OIL and gas giant Shell announced the final terms of the plans to scrap its complex 100-year-old structure yesterday and said completion of the boardroom unification would take place by July 20.

Creation of a merged group, to be known as Royal Dutch Shell, became a priority following Shell's shock downgrading of its oil reserves last year.

Many shareholders blamed the company's two-board structure for a lack of management control at both Royal Dutch and London-based Shell Transport & Trading.

The debacle prompted a slump in the company's share price and claimed the scalps of three top executives, including chairman Sir Philip Watts.

Under the plans to create a single-parent company with "one board, one chairman and one chief executive", Shell believes it can produce benefits including increased clarity and simplicity of governance, increased management efficiency, increased accountability, and f lexibility in issuing equity and debt.

The combination remains subject to shareholder approval, and investors will get the chance to vote on the proposals at the two annual meetings next month. The UK business will hold its event in London on June 28.

Jeroen van der Veer, chief executive of Shell, said: "We have been encouraged by the widespread support of shareholders since the unification proposals were announced in October last year.

"In publishing the full documentation, we remain firmly on track for the completion of the transaction in July."
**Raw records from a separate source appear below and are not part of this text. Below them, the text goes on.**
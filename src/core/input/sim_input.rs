//=========================================================================
// Simulation Input
//=========================================================================
//
// Normalized control values pushed into the simulation before each step.
//
// Architecture:
//   InputEvent ─push()─> KeyboardInput ─update()─> StateTracker
//                              │
//                              └─current()─> SimInput ─> apply_input()
//
// Control scheme:
// ```text
//   W / S          move_forward   (-1 forward, +1 back)
//   A / D          move_right     (-1 left,    +1 right)
//   ↑ / ↓          rotate_up      (+1 up,      -1 down)
//   ← / →          rotate_right   (-1 left,    +1 right)
//   mouse motion   added to rotate_* and clamped to [-1, 1]
//   Space          jump
//   C              crouch
//   right button   aim
//   Escape         pause request (on press)
// ```
//
//=========================================================================

//=== Internal Dependencies ===============================================

use super::event::{InputEvent, KeyCode, MouseButton};
use super::state_tracker::StateTracker;

//=== SimInput ============================================================

/// Every input channel the simulation reads. Continuous axes are nominally
/// in `[-1, 1]`.
#[derive(Debug, Clone, Copy, Default, PartialEq)]
pub struct SimInput {
    pub move_forward: f32,
    pub move_right: f32,
    pub rotate_up: f32,
    pub rotate_right: f32,
    pub jump: bool,
    pub crouch: bool,
    pub aim: bool,
}

//=== InputSource =========================================================

/// Anything that can be sampled once per simulation step.
pub trait InputSource {
    /// Advances to the next sample.
    fn update(&mut self);

    /// Whether the latest sample asks to pause gameplay.
    fn pause_requested(&self) -> bool;

    /// Latest sample.
    fn current(&self) -> SimInput;
}

//=== KeyboardInput =======================================================

/// Pointer motion, in device units, that maps to a full-scale look axis.
const MOUSE_FULL_SCALE: f32 = 20.0;

/// Keyboard and mouse input source.
pub struct KeyboardInput {
    tracker: StateTracker,
    pending: Vec<InputEvent>,
}

impl KeyboardInput {
    pub fn new() -> Self {
        Self {
            tracker: StateTracker::new(),
            pending: Vec::with_capacity(32),
        }
    }

    /// Queues a platform event for the next `update()`.
    pub fn push(&mut self, event: InputEvent) {
        self.pending.push(event);
    }

    pub fn tracker(&self) -> &StateTracker {
        &self.tracker
    }
}

impl Default for KeyboardInput {
    fn default() -> Self {
        Self::new()
    }
}

impl InputSource for KeyboardInput {
    fn update(&mut self) {
        self.tracker.clear();
        self.tracker.process_events(&self.pending);
        self.pending.clear();
    }

    fn pause_requested(&self) -> bool {
        self.tracker.is_key_pressed(KeyCode::Escape)
    }

    fn current(&self) -> SimInput {
        let tracker = &self.tracker;
        let (dx, dy) = tracker.mouse_motion();

        SimInput {
            move_forward: tracker.axis(KeyCode::KeyW, KeyCode::KeyS),
            move_right: tracker.axis(KeyCode::KeyA, KeyCode::KeyD),
            rotate_up: (tracker.axis(KeyCode::ArrowDown, KeyCode::ArrowUp) - dy / MOUSE_FULL_SCALE).clamp(-1.0, 1.0),
            rotate_right: (tracker.axis(KeyCode::ArrowLeft, KeyCode::ArrowRight) + dx / MOUSE_FULL_SCALE)
                .clamp(-1.0, 1.0),
            jump: tracker.is_key_down(KeyCode::Space),
            crouch: tracker.is_key_down(KeyCode::KeyC),
            aim: tracker.is_button_down(MouseButton::Right),
        }
    }
}

//=========================================================================
// Unit Tests
//=========================================================================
Shell also said it planned to continue the Dollars3bn to Dollars5bn ([pounds]1.6bn to [pounds]2.7bn) share buyback scheme for this year announced in February.

The firm intends to repurchase stock from Dutch shareholders in preference to those shares held by UK investors.

The decision is in line with Shell's strategy to take the most cost-effective approach to buy backs.

Royal Dutch Shell has applied for its shares to be listed and admitted to trading in London and Amsterdam.